Data supplied ::
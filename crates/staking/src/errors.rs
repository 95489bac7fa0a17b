use curation_economics::MathError;
use curation_treasury::TreasuryError;
use curation_types::{AccountId, AllocationId, CurationId, Epoch, TokenAmount};
use thiserror::Error;

/// Errors surfaced by staking, governance, allocations and rebate settlement.
///
/// Every variant is a local validation failure. A failed operation leaves all
/// state untouched, so callers may correct the request and retry.
#[derive(Debug, Clone, PartialEq, Eq, Error)]
pub enum StakingError {
    #[error("cannot stake zero tokens")]
    ZeroDeposit,

    #[error("cannot burn zero shares")]
    ZeroBurn,

    #[error("pool would hold {amount} tokens, below the minimum stake of {minimum}")]
    BelowMinimumStake {
        amount: TokenAmount,
        minimum: TokenAmount,
    },

    #[error("insufficient shares: requested {requested}, available {available}")]
    InsufficientShares {
        requested: TokenAmount,
        available: TokenAmount,
    },

    #[error("{0} is not initialized")]
    PoolNotInitialized(CurationId),

    #[error("invalid allocation: {0}")]
    InvalidAllocation(AllocationId),

    #[error("{allocation}: {reason}")]
    AllocationState {
        allocation: AllocationId,
        reason: String,
    },

    #[error("invalid parameter {param}={value}: {reason}")]
    InvalidParameter {
        param: &'static str,
        value: String,
        reason: String,
    },

    #[error("{0} is not the governor")]
    Unauthorized(AccountId),

    #[error("slippage exceeded: expected at least {minimum}, got {actual}")]
    SlippageExceeded {
        minimum: TokenAmount,
        actual: TokenAmount,
    },

    #[error("nothing thawing for {delegator} in {curation}")]
    NothingThawing {
        curation: CurationId,
        delegator: AccountId,
    },

    #[error("tokens still thawing until epoch {unlock_epoch} (current epoch {current_epoch})")]
    StillThawing {
        unlock_epoch: Epoch,
        current_epoch: Epoch,
    },

    #[error("insufficient balance for {account}: requested {requested}, available {available}")]
    InsufficientBalance {
        account: AccountId,
        requested: TokenAmount,
        available: TokenAmount,
    },

    #[error(transparent)]
    Math(#[from] MathError),

    #[error(transparent)]
    Treasury(#[from] TreasuryError),
}

impl StakingError {
    pub(crate) fn invalid_parameter(
        param: &'static str,
        value: impl ToString,
        reason: impl Into<String>,
    ) -> Self {
        StakingError::InvalidParameter {
            param,
            value: value.to_string(),
            reason: reason.into(),
        }
    }
}

pub type Result<T> = std::result::Result<T, StakingError>;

Problem description :: Nothing in the listing should change; repeat it in full.

Response area ::
filename crates/staking/src/errors.rs
repository 95489bac7fa0a17b
use curation_economics::MathError;
use curation_treasury::TreasuryError;
use curation_types::{AccountId, AllocationId, CurationId, Epoch, TokenAmount};
use thiserror::Error;

/// Errors surfaced by staking, governance, allocations and rebate settlement.
///
/// Every variant is a local validation failure. A failed operation leaves all
/// state untouched, so callers may correct the request and retry.
#[derive(Debug, Clone, PartialEq, Eq, Error)]
pub enum StakingError {
    #[error("cannot stake zero tokens")]
    ZeroDeposit,

    #[error("cannot burn zero shares")]
    ZeroBurn,

    #[error("pool would hold {amount} tokens, below the minimum stake of {minimum}")]
    BelowMinimumStake {
        amount: TokenAmount,
        minimum: TokenAmount,
    },

    #[error("insufficient shares: requested {requested}, available {available}")]
    InsufficientShares {
        requested: TokenAmount,
        available: TokenAmount,
    },

    #[error("{0} is not initialized")]
    PoolNotInitialized(CurationId),

    #[error("invalid allocation: {0}")]
    InvalidAllocation(AllocationId),

    #[error("{allocation}: {reason}")]
    AllocationState {
        allocation: AllocationId,
        reason: String,
    },

    #[error("invalid parameter {param}={value}: {reason}")]
    InvalidParameter {
        param: &'static str,
        value: String,
        reason: String,
    },

    #[error("{0} is not the governor")]
    Unauthorized(AccountId),

    #[error("slippage exceeded: expected at least {minimum}, got {actual}")]
    SlippageExceeded {
        minimum: TokenAmount,
        actual: TokenAmount,
    },

    #[error("nothing thawing for {delegator} in {curation}")]
    NothingThawing {
        curation: CurationId,
        delegator: AccountId,
    },

    #[error("tokens still thawing until epoch {unlock_epoch} (current epoch {current_epoch})")]
    StillThawing {
        unlock_epoch: Epoch,
        current_epoch: Epoch,
    },

    #[error("insufficient balance for {account}: requested {requested}, available {available}")]
    InsufficientBalance {
        account: AccountId,
        requested: TokenAmount,
        available: TokenAmount,
    },

    #[error(transparent)]
    Math(#[from] MathError),

    #[error(transparent)]
    Treasury(#[from] TreasuryError),
}

impl StakingError {
    pub(crate) fn invalid_parameter(
        param: &'static str,
        value: impl ToString,
        reason: impl Into<String>,
    ) -> Self {
        StakingError::InvalidParameter {
            param,
            value: value.to_string(),
            reason: reason.into(),
        }
    }
}

pub type Result<T> = std::result::Result<T, StakingError>;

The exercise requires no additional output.